# Data records
+---+

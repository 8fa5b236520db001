// File: crates/chart-core/src/scale.rs
// Summary: Tier-aligned rating domain resolution and the value (Y) to pixel transform.

use crate::tier::Tier;

/// Vertical rating domain of one redraw.
/// Contract: `min < max`.
///
/// Bounds are `i64` so snapping and widening stay exact for any `i32` rating.
#[derive(Clone, Copy, Debug, PartialEq, Eq)]
pub struct RatingDomain {
    pub min: i64,
    pub max: i64,
}

impl RatingDomain {
    /// Resolve the domain for a set of ratings; `None` when there are none.
    ///
    /// The top edge snaps to the first tier threshold strictly above the
    /// highest rating, or to the next multiple of 100 above it when the rating
    /// already sits past the last threshold. The bottom edge rounds down to a
    /// multiple of 100.
    pub fn resolve<I: IntoIterator<Item = i32>>(ratings: I) -> Option<Self> {
        let mut iter = ratings.into_iter();
        let first = iter.next()?;
        let (raw_min, raw_max) = iter.fold((first, first), |(lo, hi), r| (lo.min(r), hi.max(r)));

        let mut max = match Tier::threshold_above(raw_max) {
            Some(t) => i64::from(t),
            None => ceil_to_hundred(i64::from(raw_max) + 1),
        };
        let mut min = i64::from(raw_min).div_euclid(100) * 100;
        if min == max {
            min -= 100;
            max += 100;
        }
        Some(Self { min, max })
    }

    pub fn span(&self) -> i64 { self.max - self.min }

    /// Whether `rating` lies inside the closed domain.
    pub fn contains(&self, rating: i32) -> bool {
        (self.min..=self.max).contains(&i64::from(rating))
    }
}

fn ceil_to_hundred(v: i64) -> i64 {
    -((-v).div_euclid(100) * 100)
}

/// Linear map from rating to pixel row over a plot band.
#[derive(Clone, Copy, Debug)]
pub struct ValueScale {
    pub top_px: f32,
    pub height_px: f32,
    pub domain: RatingDomain,
}

impl ValueScale {
    pub fn new(top_px: f32, height_px: f32, domain: RatingDomain) -> Self {
        Self { top_px, height_px, domain }
    }

    #[inline]
    pub fn to_px(&self, rating: i32) -> f32 {
        let span = self.domain.span().max(1) as f64;
        let frac = (f64::from(rating) - self.domain.min as f64) / span;
        self.top_px + self.height_px - (frac * f64::from(self.height_px)) as f32
    }
}

#[cfg(test)]
mod tests {
    use super::*;
    use approx::assert_relative_eq;

    #[test]
    fn top_snaps_to_next_threshold() {
        let d = RatingDomain::resolve([1800, 2050]).unwrap();
        assert_eq!(d.max, 2100);
        assert_eq!(d.min, 1800);
    }

    #[test]
    fn top_exactly_on_threshold_moves_to_the_next_one() {
        let d = RatingDomain::resolve([1900]).unwrap();
        assert_eq!(d, RatingDomain { min: 1900, max: 2100 });
    }

    #[test]
    fn above_all_thresholds_rounds_up_past_max() {
        assert_eq!(RatingDomain::resolve([3100]).unwrap().max, 3200);
        assert_eq!(RatingDomain::resolve([3099]).unwrap().max, 3100);
        assert_eq!(RatingDomain::resolve([3000]).unwrap().max, 3100);
    }

    #[test]
    fn flat_series_never_collapses() {
        let d = RatingDomain::resolve([1500, 1500, 1500]).unwrap();
        assert_eq!(d, RatingDomain { min: 1500, max: 1600 });
        assert!(d.min < d.max);
    }

    #[test]
    fn bottom_rounds_down_including_negatives() {
        assert_eq!(RatingDomain::resolve([1234, 1300]).unwrap().min, 1200);
        assert_eq!(RatingDomain::resolve([-30, 100]).unwrap().min, -100);
    }

    #[test]
    fn empty_has_no_domain() {
        assert!(RatingDomain::resolve(Vec::<i32>::new()).is_none());
    }

    #[test]
    fn value_scale_maps_edges() {
        let s = ValueScale::new(65.0, 230.0, RatingDomain { min: 1400, max: 1900 });
        assert_relative_eq!(s.to_px(1400), 295.0);
        assert_relative_eq!(s.to_px(1900), 65.0);
        assert_relative_eq!(s.to_px(1650), 180.0);
    }

    #[test]
    fn extreme_ratings_resolve_without_overflow() {
        let top = RatingDomain::resolve([i32::MAX]).unwrap();
        assert_eq!(top.max, 2_147_483_700);
        assert!(top.min < top.max);

        let wide = RatingDomain::resolve([-2_000_000_000, 2_000_000_000]).unwrap();
        assert_eq!(wide, RatingDomain { min: -2_000_000_000, max: 2_000_000_100 });
        assert_eq!(wide.span(), 4_000_000_100);

        let low = RatingDomain::resolve([i32::MIN]).unwrap();
        assert_eq!(low.min, -2_147_483_700);
        assert!(low.contains(i32::MIN));
    }

    #[test]
    fn extreme_domains_map_inside_the_band() {
        let s = ValueScale::new(65.0, 230.0, RatingDomain::resolve([i32::MIN, i32::MAX]).unwrap());
        let (hi, lo) = (s.to_px(i32::MAX), s.to_px(i32::MIN));
        assert!(hi.is_finite() && lo.is_finite());
        assert!((65.0..=295.0).contains(&hi));
        assert!((65.0..=295.0).contains(&lo));
        assert!(hi < lo);
    }
}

+---+

# Exercise description
How many lines in the records hold the string "Copy"? Answer with only that number.

# Answer to this task
2